**Records provided**
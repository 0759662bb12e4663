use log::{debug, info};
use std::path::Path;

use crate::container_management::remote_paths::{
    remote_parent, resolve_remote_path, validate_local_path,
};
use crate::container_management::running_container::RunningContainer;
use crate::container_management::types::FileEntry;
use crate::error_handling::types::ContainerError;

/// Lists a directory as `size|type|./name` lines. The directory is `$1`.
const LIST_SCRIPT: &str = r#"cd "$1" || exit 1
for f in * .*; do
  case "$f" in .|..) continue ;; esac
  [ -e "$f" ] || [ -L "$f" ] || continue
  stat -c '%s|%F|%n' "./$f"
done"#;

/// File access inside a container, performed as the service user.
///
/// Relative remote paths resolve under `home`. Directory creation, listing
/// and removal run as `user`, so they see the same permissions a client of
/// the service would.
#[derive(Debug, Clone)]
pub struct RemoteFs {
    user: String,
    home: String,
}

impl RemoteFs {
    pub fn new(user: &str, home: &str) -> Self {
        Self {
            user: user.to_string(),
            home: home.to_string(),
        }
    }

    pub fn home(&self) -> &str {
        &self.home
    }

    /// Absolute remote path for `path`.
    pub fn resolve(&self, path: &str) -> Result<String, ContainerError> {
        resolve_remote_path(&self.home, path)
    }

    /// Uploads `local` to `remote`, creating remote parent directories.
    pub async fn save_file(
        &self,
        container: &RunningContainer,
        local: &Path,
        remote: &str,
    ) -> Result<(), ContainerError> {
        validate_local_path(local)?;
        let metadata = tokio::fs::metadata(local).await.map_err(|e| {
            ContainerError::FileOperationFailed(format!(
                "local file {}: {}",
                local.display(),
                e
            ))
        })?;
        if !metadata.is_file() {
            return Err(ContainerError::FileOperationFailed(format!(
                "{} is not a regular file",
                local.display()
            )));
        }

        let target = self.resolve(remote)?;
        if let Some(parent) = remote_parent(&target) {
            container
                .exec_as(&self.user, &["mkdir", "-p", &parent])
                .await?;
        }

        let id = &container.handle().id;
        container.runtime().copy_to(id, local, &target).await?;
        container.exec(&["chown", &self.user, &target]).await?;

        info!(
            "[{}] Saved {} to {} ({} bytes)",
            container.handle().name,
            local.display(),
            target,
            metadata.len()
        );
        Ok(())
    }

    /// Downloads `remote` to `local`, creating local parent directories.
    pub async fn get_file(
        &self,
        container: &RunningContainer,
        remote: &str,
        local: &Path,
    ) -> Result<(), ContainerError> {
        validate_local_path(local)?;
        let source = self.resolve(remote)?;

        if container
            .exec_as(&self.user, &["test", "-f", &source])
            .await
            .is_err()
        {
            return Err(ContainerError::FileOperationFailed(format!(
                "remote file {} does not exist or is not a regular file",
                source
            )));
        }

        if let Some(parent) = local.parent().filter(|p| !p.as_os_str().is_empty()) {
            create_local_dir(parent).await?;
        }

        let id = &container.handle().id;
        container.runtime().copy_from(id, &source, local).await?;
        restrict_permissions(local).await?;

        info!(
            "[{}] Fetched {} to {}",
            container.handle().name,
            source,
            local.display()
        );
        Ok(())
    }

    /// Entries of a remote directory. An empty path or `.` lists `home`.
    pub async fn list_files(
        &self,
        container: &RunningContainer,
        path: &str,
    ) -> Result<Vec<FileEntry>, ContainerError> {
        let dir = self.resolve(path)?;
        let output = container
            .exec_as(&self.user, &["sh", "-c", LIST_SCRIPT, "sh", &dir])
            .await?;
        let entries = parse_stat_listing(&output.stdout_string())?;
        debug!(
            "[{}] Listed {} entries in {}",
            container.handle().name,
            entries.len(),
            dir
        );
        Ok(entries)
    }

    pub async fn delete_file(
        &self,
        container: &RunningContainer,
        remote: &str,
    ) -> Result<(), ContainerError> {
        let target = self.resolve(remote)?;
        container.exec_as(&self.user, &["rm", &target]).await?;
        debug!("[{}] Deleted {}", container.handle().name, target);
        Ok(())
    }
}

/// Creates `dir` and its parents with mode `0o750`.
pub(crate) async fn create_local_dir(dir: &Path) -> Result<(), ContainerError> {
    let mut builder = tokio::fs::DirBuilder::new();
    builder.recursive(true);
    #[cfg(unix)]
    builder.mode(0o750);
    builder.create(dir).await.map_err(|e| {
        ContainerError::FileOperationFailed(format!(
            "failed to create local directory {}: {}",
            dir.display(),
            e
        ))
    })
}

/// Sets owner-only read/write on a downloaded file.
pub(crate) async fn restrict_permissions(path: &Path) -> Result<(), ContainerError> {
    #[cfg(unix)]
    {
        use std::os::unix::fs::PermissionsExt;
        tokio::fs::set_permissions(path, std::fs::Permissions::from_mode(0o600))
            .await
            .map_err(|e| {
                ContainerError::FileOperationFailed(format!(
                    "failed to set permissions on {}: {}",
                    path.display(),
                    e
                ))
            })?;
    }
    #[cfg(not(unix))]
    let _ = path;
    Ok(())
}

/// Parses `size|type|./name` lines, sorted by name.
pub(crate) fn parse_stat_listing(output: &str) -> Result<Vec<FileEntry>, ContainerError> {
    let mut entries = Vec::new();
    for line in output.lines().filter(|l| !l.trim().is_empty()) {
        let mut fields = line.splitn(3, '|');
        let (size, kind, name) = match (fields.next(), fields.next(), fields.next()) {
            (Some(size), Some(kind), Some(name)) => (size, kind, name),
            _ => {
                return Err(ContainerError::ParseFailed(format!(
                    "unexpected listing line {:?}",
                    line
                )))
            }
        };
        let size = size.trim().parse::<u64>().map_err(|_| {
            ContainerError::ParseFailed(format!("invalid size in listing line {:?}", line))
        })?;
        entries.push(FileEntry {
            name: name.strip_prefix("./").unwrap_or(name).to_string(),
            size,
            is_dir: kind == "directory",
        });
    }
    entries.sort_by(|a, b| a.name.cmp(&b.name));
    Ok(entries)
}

--

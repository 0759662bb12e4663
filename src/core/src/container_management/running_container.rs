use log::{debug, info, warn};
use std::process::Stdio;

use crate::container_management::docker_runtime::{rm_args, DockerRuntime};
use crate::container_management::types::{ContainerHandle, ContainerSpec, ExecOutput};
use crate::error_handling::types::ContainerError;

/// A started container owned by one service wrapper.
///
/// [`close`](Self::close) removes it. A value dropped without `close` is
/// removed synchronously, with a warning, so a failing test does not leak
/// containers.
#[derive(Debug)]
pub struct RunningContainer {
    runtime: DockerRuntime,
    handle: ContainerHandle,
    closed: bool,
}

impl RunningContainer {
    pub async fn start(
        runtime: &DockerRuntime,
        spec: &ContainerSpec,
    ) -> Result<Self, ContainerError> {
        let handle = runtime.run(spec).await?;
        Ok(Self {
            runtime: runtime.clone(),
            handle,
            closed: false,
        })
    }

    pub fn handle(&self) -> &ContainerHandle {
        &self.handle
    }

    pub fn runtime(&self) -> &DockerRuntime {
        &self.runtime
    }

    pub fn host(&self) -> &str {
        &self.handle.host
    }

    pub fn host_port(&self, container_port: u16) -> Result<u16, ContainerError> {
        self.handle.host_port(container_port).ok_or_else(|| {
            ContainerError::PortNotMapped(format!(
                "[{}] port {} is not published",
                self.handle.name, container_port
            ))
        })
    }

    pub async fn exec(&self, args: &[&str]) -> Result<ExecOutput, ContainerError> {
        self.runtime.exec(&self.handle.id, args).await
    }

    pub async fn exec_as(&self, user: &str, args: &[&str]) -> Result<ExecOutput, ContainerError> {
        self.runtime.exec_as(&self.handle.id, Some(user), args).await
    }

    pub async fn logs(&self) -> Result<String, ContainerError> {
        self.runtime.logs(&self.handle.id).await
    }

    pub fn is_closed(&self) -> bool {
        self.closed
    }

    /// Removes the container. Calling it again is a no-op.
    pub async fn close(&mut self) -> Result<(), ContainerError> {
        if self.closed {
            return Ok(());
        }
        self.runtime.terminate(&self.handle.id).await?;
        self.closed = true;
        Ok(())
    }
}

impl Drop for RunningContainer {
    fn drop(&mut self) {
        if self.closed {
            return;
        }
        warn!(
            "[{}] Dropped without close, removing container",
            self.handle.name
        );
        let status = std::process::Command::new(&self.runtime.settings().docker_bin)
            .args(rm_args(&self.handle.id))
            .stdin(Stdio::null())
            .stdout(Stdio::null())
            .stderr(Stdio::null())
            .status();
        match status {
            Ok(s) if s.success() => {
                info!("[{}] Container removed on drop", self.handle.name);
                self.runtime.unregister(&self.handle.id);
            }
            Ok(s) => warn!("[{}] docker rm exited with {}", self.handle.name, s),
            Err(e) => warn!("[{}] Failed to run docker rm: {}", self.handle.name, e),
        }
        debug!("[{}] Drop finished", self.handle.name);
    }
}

**Exercise goal**
Filter the lines above so that only those with the string "status" remain, then copy them.

**Worked solution**
        let status = std::process::Command::new(&self.runtime.settings().docker_bin)
            .status();
        match status {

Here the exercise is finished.